**Directions:** Copy exactly the lines that run from the one containing "use crate::features::retrieval::ports::EmbeddingProvider;" through the end of the entries, both ends included.
-------- Extracted material
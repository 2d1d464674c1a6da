//! Provider used when no embedding service is configured

use crate::features::retrieval::error::EmbeddingError;
use crate::features::retrieval::ports::EmbeddingProvider;

/// Always fails, so every query runs with a degraded (zero) embedding.
#[derive(Debug, Clone)]
pub struct UnavailableEmbedder {
    dimension: usize,
    reason: String,
}

impl UnavailableEmbedder {
    pub fn new(dimension: usize, reason: impl Into<String>) -> Self {
        Self {
            dimension,
            reason: reason.into(),
        }
    }
}

impl EmbeddingProvider for UnavailableEmbedder {
    fn embed(&self, _text: &str) -> Result<Vec<f64>, EmbeddingError> {
        Err(EmbeddingError::Unavailable(self.reason.clone()))
    }

    fn dimension(&self) -> usize {
        self.dimension
    }

    fn name(&self) -> &str {
        "unavailable"
    }
}
//! Feature extraction application layer

pub mod hybrid_extractor;

pub use hybrid_extractor::HybridFeatureExtractor;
----------------
**Task solution:**
use crate::features::retrieval::ports::EmbeddingProvider;

/// Always fails, so every query runs with a degraded (zero) embedding.
#[derive(Debug, Clone)]
pub struct UnavailableEmbedder {
    dimension: usize,
    reason: String,
}

impl UnavailableEmbedder {
    pub fn new(dimension: usize, reason: impl Into<String>) -> Self {
        Self {
            dimension,
            reason: reason.into(),
        }
    }
}

impl EmbeddingProvider for UnavailableEmbedder {
    fn embed(&self, _text: &str) -> Result<Vec<f64>, EmbeddingError> {
        Err(EmbeddingError::Unavailable(self.reason.clone()))
    }

    fn dimension(&self) -> usize {
        self.dimension
    }

    fn name(&self) -> &str {
        "unavailable"
    }
}
//! Feature extraction application layer

pub mod hybrid_extractor;

pub use hybrid_extractor::HybridFeatureExtractor;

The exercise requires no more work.